Триумф этого метода — статья-размышление «Праздник жизни и путь жизни. Сотый май и тридцать лет. Кубок жизни и клейкие листочки» 1. Феноменология понятия «праздник» с его религиозными призвуками, дерзкое обмирщение его в идущем от старой французской поэзии эпикурейском клише, и далее: Пушкин, прильнувший к «кубку жизни», от юности до зрелой мудрости; припавший к нему же Иван Карамазов в прении с братом Алешей о «клейких листочках» (пушкинских тож), о жажде жизни и жажде ее смысла… Любо-дорого следить, как путем чуткого внятия, различения полу- и четвертьтонов, и одновременно посредством жесткой философской аутопсии «свежее слово» художника обращается в «идейную парадигму», извлекаемую исследователем на свет Божий без того, чтобы «свежему слову» хоть сколько-то повредить. Замечу кстати: пусть Бочаров и предупреждает, что любые спрямленные дороги от фактов поэзии к философским тезисам сомнительны, сам он, «расщепляя» поэтическое слово и высвобождая его «эйдос», производит образцовое разграничение философских позиций: эпикурейство, стоицизм, шопенгауэрианство, христианский взгляд (сошлюсь, в частности, на поразительный этюд о стихотворении Тютчева «Итальянская villa» в работе «Литературная теория Константина Леонтьева»).
«Странным сном полна бывает и голова филолога…» Вот признание! Оно равносильно славному и неоспоримому: «Поэта — далеко заводит речь». Потому что в обоих случаях долгоиграющий, едва ли не мирового размаха «сюжет» выстраивается как бы слово з б а слово. «Собака зарыта» здесь в том, чтобы выследить эти тайные слова, зародыши будущих событий и деяний. Сюжет «зарезанной любви» — есть, оказывается, в русской словесности такой, и идет он, конечно, от Пушкина, от нескольких строк известного уподобления в «Сцене из Фауста», от рельефной фигуры речи. Самая эффектная цепочка: начиная одной из октав «Домика в Коломне», где поэт-повествователь дает на мгновение волю мстительному порыву, воображает пожар богатого новомодного дома, сгубившего прежний уголок, — к сценам поджога в губернском городе из «Бесов» — и наконец к «мировому пожару» Блока. Мудро подавленное, оставившее лишь беглый словесный росчерк чувство — и вдруг прорывается из подпочвы как мятеж, а потом уже детонирует как «апокалипсис нашего времени». И ведь действительно сюжет — не только русской литературы, но и всей русской истории, крыть нечем.

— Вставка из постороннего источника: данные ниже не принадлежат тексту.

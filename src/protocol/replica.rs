//! Non-authoritative match copy fed by relay messages.
//!
//! The relay forwards whatever any client sends. A replica applies a message
//! only if it is consistent with its own copy of the match: the right seat,
//! the right phase, a legal pawn, the location the rules produce, and the
//! seat the rules would hand the turn to. Anything else is a desync and is
//! rejected without touching the match.

use tracing::warn;

use crate::core::{EngineError, Match, PhaseKind};
use crate::events::GameEvent;
use crate::rules::LudoRules;

use super::messages::SyncMessage;

/// A local match kept in step with relayed messages.
#[derive(Clone, Debug)]
pub struct Replica {
    rules: LudoRules,
    state: Match,
}

impl Replica {
    #[must_use]
    pub fn new(rules: LudoRules, state: Match) -> Self {
        Self { rules, state }
    }

    #[must_use]
    pub fn state(&self) -> &Match {
        &self.state
    }

    /// Apply one relayed message.
    pub fn apply(&mut self, message: &SyncMessage) -> Result<Vec<GameEvent>, EngineError> {
        let result = self.try_apply(message);
        if let Err(err) = &result {
            warn!(?message, %err, "rejected relayed message");
        }
        result
    }

    fn try_apply(&mut self, message: &SyncMessage) -> Result<Vec<GameEvent>, EngineError> {
        let seat = message
            .seat()
            .map_err(|err| EngineError::desync("a seat index", err))?;

        match *message {
            SyncMessage::DiceRolled { value, .. } => self.rules.roll_with(&mut self.state, seat, value),
            SyncMessage::MovePawn {
                pawn_id,
                final_location,
                ..
            } => {
                if self.state.phase.kind() == PhaseKind::AwaitingMove && seat == self.state.turn_index {
                    let expected = self
                        .rules
                        .preview(&self.state, pawn_id)
                        .ok_or(EngineError::IllegalMove(pawn_id))?;
                    if expected.raw() != final_location {
                        return Err(EngineError::desync(
                            format!("{pawn_id} to {expected}"),
                            format!("{pawn_id} to {final_location}"),
                        ));
                    }
                }
                self.rules.select_move(&mut self.state, seat, pawn_id)
            }
            SyncMessage::NextTurn { .. } => {
                if self.state.phase.kind() == PhaseKind::TurnEnded {
                    let expected = self.rules.next_turn(&self.state);
                    if expected != seat {
                        return Err(EngineError::desync(expected, seat));
                    }
                }
                self.rules.advance(&mut self.state)
            }
        }
    }
}

#[cfg(test)]
mod tests {
    use super::*;
    use crate::core::{Color, Location, PawnId, PlayerId};

    fn red(slot: u8) -> PawnId {
        PawnId::new(Color::Red, slot).unwrap()
    }

    #[test]
    fn test_applies_consistent_sequence() {
        let mut replica = Replica::new(LudoRules::default(), Match::all_bots(1));

        replica
            .apply(&SyncMessage::DiceRolled {
                value: 6,
                player_index: 0,
            })
            .unwrap();
        replica
            .apply(&SyncMessage::MovePawn {
                pawn_id: red(1),
                final_location: 0,
                player_index: 0,
            })
            .unwrap();
        replica.apply(&SyncMessage::NextTurn { next_index: 0 }).unwrap();

        assert_eq!(replica.state().pawn(red(1)).unwrap().location, Location::START);
        assert_eq!(replica.state().turn_index, PlayerId(0));
    }

    #[test]
    fn test_rejects_roll_for_wrong_seat() {
        let mut replica = Replica::new(LudoRules::default(), Match::all_bots(1));
        let err = replica
            .apply(&SyncMessage::DiceRolled {
                value: 6,
                player_index: 3,
            })
            .unwrap_err();
        assert!(matches!(err, EngineError::NotYourTurn { .. }));
        assert_eq!(replica.state().version, 0);
    }

    #[test]
    fn test_rejects_forged_final_location() {
        let mut replica = Replica::new(LudoRules::default(), Match::all_bots(1));
        replica
            .apply(&SyncMessage::DiceRolled {
                value: 6,
                player_index: 0,
            })
            .unwrap();

        let err = replica
            .apply(&SyncMessage::MovePawn {
                pawn_id: red(0),
                final_location: 40,
                player_index: 0,
            })
            .unwrap_err();
        assert!(matches!(err, EngineError::Desync { .. }));
        assert_eq!(replica.state().pawn(red(0)).unwrap().location, Location::BASE);
    }

    #[test]
    fn test_rejects_wrong_next_turn() {
        let mut replica = Replica::new(LudoRules::default(), Match::all_bots(1));
        replica
            .apply(&SyncMessage::DiceRolled {
                value: 2,
                player_index: 0,
            })
            .unwrap();

        let err = replica.apply(&SyncMessage::NextTurn { next_index: 2 }).unwrap_err();
        assert_eq!(err, EngineError::desync(PlayerId(1), PlayerId(2)));
        assert!(replica.apply(&SyncMessage::NextTurn { next_index: 1 }).is_ok());
    }

    #[test]
    fn test_rejects_unknown_seat() {
        let mut replica = Replica::new(LudoRules::default(), Match::all_bots(1));
        let err = replica.apply(&SyncMessage::NextTurn { next_index: 9 }).unwrap_err();
        assert!(matches!(err, EngineError::Desync { .. }));
    }
}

Бочаров буквально ловит своих героев на слове, на соучастии в «независимых», не зависящих от их воли перекличках. Вот: о «мировой гармонии», слагающейся из эстетически уравновешенных контрастов добра и зла, — Константину Леонтьеву приходит тут на ум прекрасная опера, но задолго до того, словно упредив неведомого противника, Белинский с ядом называет нечто подобное усладой для меломанов. Или — малосимпатичное слово «ковыряние», которым, не сговариваясь, метят Леонтьев и Тургенев новую, отягощенную «лишними» подробностями манеру письма (включая Толстого). Таким занимательным совпадениям ненавязчиво придается значимость и значительность — как проявлениям общей жизни русской литературы, совокупного источника ее сюжетов.